Glotzen Sie nicht alles so an, als müssten Sie taxieren, was die Sachen
auf dem Flohmarkt bringen.« Die Regale, hinter denen sich alle Wände
bis auf die mit den drei großen Fenstern versteckten, waren von
hellerem Holz als die Täfelung des Saals, die Schnitzereien schlichter
und eleganter. Vielleicht war die Bibliothek erst später eingerichtet
worden. Auf den obersten Regalbrettern waren Marmorbüsten aufgestellt,
durch blinde Augen zu bloßen Ikonen entmenschlicht. AD und Benton
wussten sicher, wer die Leute waren, sie wussten sicher auch, aus
welcher Zeit welche Schnitzereien stammten und fühlten sich hier zu
Hause. Sie verdrängte den Gedanken schnell wieder.
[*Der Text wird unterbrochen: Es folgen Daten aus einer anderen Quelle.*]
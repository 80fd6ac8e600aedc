//! 🚨 slax: SLA and daily-operations reporting over a ticketing API and a priority inbox.
//!
//! One [`Dashboard`] per process. Call [`Dashboard::refresh`] whenever you want fresh numbers;
//! the caches decide whether "fresh" means a network round-trip. Render the resulting
//! [`DashboardReport`] with [`render`], or serialize it and let somebody else worry about fonts.

pub mod aggregate;
pub mod app_config;
pub mod backends;
pub mod cache;
pub mod clock;
pub mod common;
pub mod crossref;
pub mod dashboard;
pub mod error;
pub mod fetcher;
pub mod queries;
pub mod render;
pub mod sla;
pub mod ticket_key;
pub mod transforms;

pub use app_config::{AppConfig, load_config};
pub use dashboard::{Dashboard, DashboardReport, TicketDetails};
pub use error::{CycleError, FetchError, FetchResult};
pub use sla::SlaFilter;
//! 🔦 Field extraction: one small function per nested lookup, each returning `Option`.
//!
//! Jira nests everything. `fields.assignee.displayName`. `fields.customfield_10704.ongoingCycle
//! .breachTime.iso8601`. Any level can be missing, `null`, or a surprise type. Every function
//! here walks one such path and gives back `None` the moment the path stops making sense.
//! Defaults are applied one level up, in the normalizer, where they are visible.

use chrono::{DateTime, Utc};
use serde_json::Value;

use super::timestamps::{instant_from_epoch_millis, instant_from_value};

/// 🔍 `fields[name][inner]` as a non-empty string.
fn nested_str<'a>(fields: &'a Value, name: &str, inner: &str) -> Option<&'a str> {
    fields
        .get(name)?
        .get(inner)?
        .as_str()
        .filter(|text| !text.trim().is_empty())
}

/// 👤 `fields.assignee.displayName`
pub fn assignee_name(fields: &Value) -> Option<&str> {
    nested_str(fields, "assignee", "displayName")
}

/// 📋 `fields.status.name`
pub fn status_name(fields: &Value) -> Option<&str> {
    nested_str(fields, "status", "name")
}

/// 🏷️ What we know about the issue type.
#[derive(Debug, Clone, Copy, PartialEq, Eq)]
pub enum IssueTypeName<'a> {
    /// Nothing there at all (missing, `null`, or an empty object).
    Absent,
    /// Something there, but no usable `name` inside it.
    Unnamed,
    Named(&'a str),
}

/// 🏷️ `fields.issuetype.name`, distinguishing "no issue type" from "an issue type with no name".
pub fn issue_type_name(fields: &Value) -> IssueTypeName<'_> {
    match fields.get("issuetype") {
        None | Some(Value::Null) => IssueTypeName::Absent,
        Some(Value::Object(map)) if map.is_empty() => IssueTypeName::Absent,
        Some(_) => match nested_str(fields, "issuetype", "name") {
            Some(name) => IssueTypeName::Named(name),
            None => IssueTypeName::Unnamed,
        },
    }
}

/// ⏰ The breach instant of one SLA cycle's `breachTime`, if it carries one.
///
/// `iso8601` is preferred; `epochMillis` stands in when the string is missing.
fn cycle_breach(breach_time: &Value) -> Option<DateTime<Utc>> {
    match breach_time.get("iso8601") {
        Some(iso) => instant_from_value(Some(iso)),
        None => instant_from_epoch_millis(breach_time.get("epochMillis")),
    }
}

/// 🧭 Does this cycle *have* a breach time, parseable or not?
fn breach_time_of(cycle: Option<&Value>) -> Option<&Value> {
    cycle?
        .get("breachTime")
        .filter(|breach_time| breach_time.get("iso8601").is_some() || breach_time.get("epochMillis").is_some())
}

/// ⏰ SLA breach instant with ordered fallback on presence:
/// the ongoing cycle if it has a breach time, else the last completed cycle, else nothing.
///
/// An ongoing cycle whose breach time is present but garbled does not fall through; it is
/// the answer, and the answer is "no usable SLA".
pub fn sla_breach(sla_field: Option<&Value>) -> Option<DateTime<Utc>> {
    let sla = sla_field.filter(|value| !value.is_null())?;

    if let Some(ongoing) = breach_time_of(sla.get("ongoingCycle")) {
        return cycle_breach(ongoing);
    }

    let last_completed = sla
        .get("completedCycles")
        .and_then(Value::as_array)
        .and_then(|cycles| cycles.last());
    breach_time_of(last_completed).and_then(cycle_breach)
}

/// 📅 Campaign start with ordered fallback on *parsed value*:
/// the region field if it holds a real date, else the default field, else nothing.
pub fn campaign_start(fields: &Value, region_field: &str, default_field: &str) -> Option<DateTime<Utc>> {
    instant_from_value(fields.get(region_field)).or_else(|| instant_from_value(fields.get(default_field)))
}
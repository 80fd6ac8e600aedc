//! 🔎 JQL builders for the three searches a refresh cycle runs, plus the field lists they ask for.
//!
//! The JQL is assembled from configuration rather than pasted in as one heroic string literal,
//! so changing which statuses count as "active" is a TOML edit, not a release.

use crate::app_config::{FieldIds, QueryConfig};

/// 🗓️ Fields the 30-day window needs.
pub const WINDOW_FIELDS: &[&str] = &["status", "created", "resolutiondate", "assignee", "issuetype"];

/// 👤 Fields the newly-assigned search needs. Just the one.
pub const ASSIGNED_FIELDS: &[&str] = &["assignee"];

/// 🎟️ Fields a single-ticket lookup needs.
pub const LOOKUP_FIELDS: &[&str] = &["status", "assignee", "created", "resolutiondate", "issuetype"];

/// 🎟️ Fields the active-ticket search needs: the basics plus the three custom fields.
pub fn active_fields(ids: &FieldIds) -> Vec<&str> {
    vec![
        "status",
        "assignee",
        "created",
        "project",
        "issuetype",
        ids.sla.as_str(),
        ids.campaign_start_default.as_str(),
        ids.campaign_start_region.as_str(),
    ]
}

// 🔒 JQL string literal: double quotes, with embedded quotes and backslashes escaped
fn quote(value: &str) -> String {
    format!("\"{}\"", value.replace('\\', "\\\\").replace('"', "\\\""))
}

fn quoted_list(values: &[String]) -> String {
    values.iter().map(|value| quote(value)).collect::<Vec<_>>().join(", ")
}

/// 🟢 Open work: project, optional issue-type allow-list, active statuses.
pub fn active_jql(project: &str, queries: &QueryConfig) -> String {
    let mut clauses = vec![format!("project = {project}")];
    if !queries.active_request_types.is_empty() {
        clauses.push(format!("issuetype in ({})", quoted_list(&queries.active_request_types)));
    }
    if !queries.active_statuses.is_empty() {
        clauses.push(format!("status in ({})", quoted_list(&queries.active_statuses)));
    }
    clauses.join(" AND ")
}

/// 🗓️ Everything created in the last `window_days` days, in any of the window statuses.
pub fn window_jql(project: &str, queries: &QueryConfig) -> String {
    let mut clauses = vec![
        format!("project = {project}"),
        format!("created >= -{}d", queries.window_days),
    ];
    if !queries.window_statuses.is_empty() {
        clauses.push(format!("status in ({})", quoted_list(&queries.window_statuses)));
    }
    clauses.join(" AND ")
}

/// 👤 Tickets whose assignee changed since midnight (server time, as Jira sees it).
pub fn newly_assigned_jql(project: &str) -> String {
    format!("project = {project} AND assignee CHANGED during (startOfDay(), now())")
}

#[cfg(test)]
mod tests {
    use super::*;

    #[test]
    fn the_one_where_the_active_query_is_assembled_from_parts() {
        let queries = QueryConfig {
            active_statuses: vec!["In Progress".into(), "Open".into()],
            active_request_types: vec!["UK - Display Creatives".into(), "IN - Video Creatives".into()],
            ..QueryConfig::default()
        };
        assert_eq!(
            active_jql("TKTS", &queries),
            "project = TKTS AND issuetype in (\"UK - Display Creatives\", \"IN - Video Creatives\") \
             AND status in (\"In Progress\", \"Open\")"
        );
    }

    #[test]
    fn the_one_where_no_request_types_means_no_issuetype_clause() {
        let jql = active_jql("TKTS", &QueryConfig::default());
        assert!(!jql.contains("issuetype"));
        assert!(jql.starts_with("project = TKTS AND status in (\"In Progress\""));
    }

    #[test]
    fn the_one_where_the_window_reaches_back_thirty_days() {
        let jql = window_jql("TKTS", &QueryConfig::default());
        assert!(jql.starts_with("project = TKTS AND created >= -30d AND status in ("));
        assert!(jql.contains("\"Campaign/request closed\""));
    }

    #[test]
    fn the_one_where_quotes_inside_values_do_not_break_out() {
        assert_eq!(quote(r#"Say "hi""#), r#""Say \"hi\"""#);
    }

    #[test]
    fn the_one_where_active_fields_carry_the_custom_ids() {
        let ids = FieldIds::default();
        let fields = active_fields(&ids);
        assert!(fields.contains(&"customfield_10704"));
        assert!(fields.contains(&"customfield_16020"));
        assert!(fields.contains(&"customfield_10522"));
        assert_eq!(newly_assigned_jql("OPS"), "project = OPS AND assignee CHANGED during (startOfDay(), now())");
    }
}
Inzwischen wurde sie
ganz gut fertig mit diesen leisen Anflügen von intellektuellem
Minderwertigkeitsgefühl, die so unnötig wie lästig waren. Noch keiner
der Mitarbeiter im Team hatte jemals versucht, sie sich weniger
intelligent fühlen zu lassen, als sie war, und eigentlich meinte sie,
diese erniedrigende Halbparanoia mit dem Mordfall auf Combe Island
endgültig über Bord geworfen zu haben.
Mrs. Skeffington saß in einem hohen Lehnsessel vor dem Kamin.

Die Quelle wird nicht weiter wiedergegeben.